Anesthesiologist error

Human errors include repeated attempts at intubation during which the short-acting anesthetic may wear off but the paralyzing drug does not; esophageal intubation; inadequate drug dose; a drug given by the wrong route or a wrong drug given; drugs given in the wrong sequence; inadequate monitoring; patient abandonment; disconnections and kinks in tubes from the ventilator; and failure to refill the anesthetic machine's vaporizers with volatile anesthetic. Other causes include unfamiliarity with techniques used, e.g. ⁠intravenous anesthetic regimes, and inexperience. Most cases of awareness are caused by inexperience and poor anesthetic technique, which can be any of the above, but also includes techniques that could be described as outside the boundaries of "normal" practice. The American Society of Anesthesiologists in 2007 released a Practice Advisory outlining the steps that anesthesia professionals and hospitals should take to minimize these risks. Other societies have released their own versions of these guidelines, including the Australian and New Zealand College of Anaesthetists. [13]

To reduce the likelihood of awareness, anesthetists must be adequately trained, and supervised while still in training. Equipment that monitors depth of anesthesia, such as bispectral index monitoring, should not be used in isolation.

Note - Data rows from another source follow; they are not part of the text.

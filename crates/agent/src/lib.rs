//! The reply pipeline for threadbot.
//!
//! One inbound chat message becomes one turn:
//!
//! 1. **Fetch** the thread from the chat transport
//! 2. **Assemble** prompts: system instruction, stored tool context, messages
//! 3. **Stream** the model reply, running tools whenever the model asks
//! 4. **Deliver** fragments by live-editing chat messages
//! 5. **Record** new tool calls and results under the last message posted
//!
//! The orchestrator and the delivery buffer run side by side, connected by
//! a bounded channel of text fragments.

pub mod assembler;
pub mod commands;
pub mod delivery;
pub mod orchestrator;
pub mod turn;

#[cfg(test)]
pub(crate) mod test_helpers;

pub use assembler::ConversationAssembler;
pub use commands::CommandHandler;
pub use delivery::{Delivered, DeliveryBuffer, DeliverySettings};
pub use orchestrator::{Orchestrator, ToolCallAssembly};
pub use turn::TurnHandler;
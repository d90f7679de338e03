//! Slack integration for threadbot.
//!
//! - **Web API** ([`SlackTransport`]) — posts, edits, reads and deletes
//!   messages; downloads private files
//! - **Socket Mode** ([`SlackSocket`]) — receives message events and slash
//!   commands over a WebSocket, no public URL required

pub mod slack;
pub mod socket;

pub use slack::SlackTransport;
pub use socket::{SlackSocket, SocketEvent};
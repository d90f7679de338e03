//! Argument binding and cache key derivation.
//!
//! Calls are normalized against the tool's declared parameter names so that
//! equivalent calls share a key. A JSON array binds positionally, which
//! means `["rust"]` and `{"query": "rust"}` produce the same key.

use serde_json::Value;
use sha2::{Digest, Sha256};
use std::collections::BTreeMap;
use threadbot_core::error::ToolError;
use threadbot_core::store::CacheKey;

/// Arguments bound to parameter names, sorted by name.
pub type BoundArguments = BTreeMap<String, Value>;

/// Decode a raw argument buffer. An empty buffer means "no arguments".
pub fn decode_arguments(raw: &str) -> Result<Value, ToolError> {
    if raw.trim().is_empty() {
        return Ok(Value::Object(serde_json::Map::new()));
    }
    serde_json::from_str(raw)
        .map_err(|e| ToolError::InvalidArguments(format!("{e} in {raw:?}")))
}

/// Bind decoded arguments to `parameter_names`.
///
/// Objects bind by name (undeclared keys are kept as-is). Arrays and bare
/// scalars bind positionally; positions past the declared names are kept
/// under `_<index>`.
pub fn bind_arguments(parameter_names: &[String], args: Value) -> BoundArguments {
    match args {
        Value::Object(map) => map.into_iter().collect(),
        Value::Array(items) => items
            .into_iter()
            .enumerate()
            .map(|(i, v)| (positional_name(parameter_names, i), v))
            .collect(),
        Value::Null => BoundArguments::new(),
        scalar => BoundArguments::from([(positional_name(parameter_names, 0), scalar)]),
    }
}

fn positional_name(parameter_names: &[String], index: usize) -> String {
    parameter_names
        .get(index)
        .cloned()
        .unwrap_or_else(|| format!("_{index}"))
}

/// Normalized signature, e.g. `search(query="rust")`.
pub fn signature(tool: &str, args: &BoundArguments) -> String {
    let params: Vec<String> = args
        .iter()
        .map(|(name, value)| format!("{name}={value}"))
        .collect();
    format!("{tool}({})", params.join(", "))
}

/// Build the cache key for a bound call.
pub fn cache_key(tool: &str, args: &BoundArguments) -> CacheKey {
    let signature = signature(tool, args);
    let digest = hex::encode(Sha256::digest(signature.as_bytes()));
    CacheKey {
        tool: tool.to_string(),
        signature,
        digest,
    }
}

#[cfg(test)]
mod tests {
    use super::*;
    use serde_json::json;

    fn names(list: &[&str]) -> Vec<String> {
        list.iter().map(|s| s.to_string()).collect()
    }

    #[test]
    fn empty_buffer_is_empty_object() {
        assert_eq!(decode_arguments("").unwrap(), json!({}));
        assert_eq!(decode_arguments("  ").unwrap(), json!({}));
        assert!(matches!(
            decode_arguments("{\"query\":"),
            Err(ToolError::InvalidArguments(_))
        ));
    }

    #[test]
    fn signature_sorts_names() {
        let bound = bind_arguments(&[], json!({"b": 2, "a": "x"}));
        assert_eq!(signature("search", &bound), r#"search(a="x", b=2)"#);
    }

    #[test]
    fn positional_and_keyword_calls_collide() {
        let params = names(&["query"]);
        let positional = cache_key("search", &bind_arguments(&params, json!(["rust"])));
        let keyword = cache_key("search", &bind_arguments(&params, json!({"query": "rust"})));
        assert_eq!(positional, keyword);
        assert_eq!(positional.digest.len(), 64);
    }

    #[test]
    fn different_tools_or_values_differ() {
        let bound = bind_arguments(&[], json!({"query": "rust"}));
        let other = bind_arguments(&[], json!({"query": "go"}));
        assert_ne!(cache_key("search", &bound).digest, cache_key("pdf", &bound).digest);
        assert_ne!(cache_key("search", &bound).digest, cache_key("search", &other).digest);
    }

    #[test]
    fn extra_positionals_and_scalars() {
        let params = names(&["url"]);
        let bound = bind_arguments(&params, json!(["a", "b"]));
        assert_eq!(bound["url"], json!("a"));
        assert_eq!(bound["_1"], json!("b"));

        let bound = bind_arguments(&params, json!("https://example.com"));
        assert_eq!(bound["url"], json!("https://example.com"));
        assert!(bind_arguments(&params, Value::Null).is_empty());
    }
}
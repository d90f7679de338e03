//! threadbot CLI — the main entry point.
//!
//! Commands:
//! - `run`     — Connect to Slack over Socket Mode and answer messages
//! - `ask`     — Answer a single message on stdout
//! - `tools`   — Print the tool schemas sent to the model
//! - `doctor`  — Diagnose configuration

use clap::{Parser, Subcommand};
use std::path::PathBuf;

mod commands;

#[derive(Parser)]
#[command(
    name = "threadbot",
    about = "threadbot — a Slack assistant backed by a streaming LLM",
    version,
    author
)]
struct Cli {
    #[command(subcommand)]
    command: Commands,

    /// Enable verbose logging
    #[arg(short, long, global = true)]
    verbose: bool,

    /// Log as JSON lines
    #[arg(long, global = true)]
    json: bool,

    /// Config file (defaults to ~/.threadbot/config.toml)
    #[arg(short, long, global = true, env = "THREADBOT_CONFIG")]
    config: Option<PathBuf>,
}

#[derive(Subcommand)]
enum Commands {
    /// Run the Slack bot
    Run,

    /// Ask a single question and stream the answer to stdout
    Ask {
        /// The message to send
        #[arg(short, long)]
        message: String,
    },

    /// Print the registered tools
    Tools,

    /// Diagnose configuration
    Doctor,
}

#[tokio::main]
async fn main() -> Result<(), Box<dyn std::error::Error>> {
    let cli = Cli::parse();

    // Initialize tracing
    let filter = if cli.verbose { "debug" } else { "info" };
    let env_filter = tracing_subscriber::EnvFilter::try_from_default_env()
        .unwrap_or_else(|_| tracing_subscriber::EnvFilter::new(filter));
    if cli.json {
        tracing_subscriber::fmt()
            .json()
            .with_env_filter(env_filter)
            .with_target(false)
            .init();
    } else {
        tracing_subscriber::fmt()
            .with_env_filter(env_filter)
            .with_target(false)
            .with_writer(std::io::stderr)
            .init();
    }

    let config_path = cli.config.as_deref();
    match cli.command {
        Commands::Run => commands::run::run(config_path).await?,
        Commands::Ask { message } => commands::ask::run(config_path, message).await?,
        Commands::Tools => commands::tools::run(config_path).await?,
        Commands::Doctor => commands::doctor::run(config_path).await?,
    }

    Ok(())
}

Current research attributes the incidence of AAGA to a combination of the risks mentioned above, together with ineffective practice from ODPs, anesthetic nurses, HCAs and anesthetists. [2] The main failures include:

Equipment failure

Machine malfunction or misuse may result in an inadequate delivery of anesthetic. Many Boyle's machines in hospitals have the oxygen regulator serving as a slave to the pressure in the nitrous oxide regulator, to enable the nitrous oxide cut-off safety feature. If nitrous oxide delivery suffers due to a leak in its regulator or tubing, an 'inadequate' mixture can be delivered to the patient, causing awareness. Many World War II-vintage Boyle 'F' models are still functional and used in UK hospitals. Their emergency oxygen flush valves have a tendency to release oxygen into the breathing system, which, when added to the mixture set by the anesthesiologist, can lead to awareness. This may also be caused by an empty vaporizer (or nitrous oxide cylinder) or a malfunctioning intravenous pump or disconnection of its delivery tubing. Patient abandonment (when the anesthesiologist is no longer present) causes some cases of awareness and death.

Patient physiology

Very rare causes of awareness include drug tolerance, or a tolerance induced by the interaction of other drugs. Some patients may be more resistant to the effects of anesthetics than others; factors such as younger age, obesity, tobacco smoking, or long-term use of certain drugs (alcohol, opiates, or amphetamines) may increase the anesthetic dose needed to produce unconsciousness. There may be genetic variations that cause differences in how quickly patients clear anesthetics, and there may be differences in how the sexes react to anesthetics as well. In addition, anesthetic requirement is increased in persons with naturally red hair. [14] Marked anxiety prior to the surgery can increase the amount of anesthesia required to prevent recall.

Conscious sedation

There are various levels of consciousness. Full wakefulness and general anesthesia are the two extremes of the spectrum. Conscious sedation and monitored anesthesia care (MAC) refer to an awareness somewhere in the middle of the spectrum, depending on the degree to which a patient is sedated. Monitored anesthesia care involves titration of local anesthesia along with sedation and analgesia. [15] Awareness/wakefulness does not necessarily imply pain or discomfort. The aim of conscious sedation or MAC is to provide a safe and comfortable anesthetic while maintaining the patient's ability to follow commands.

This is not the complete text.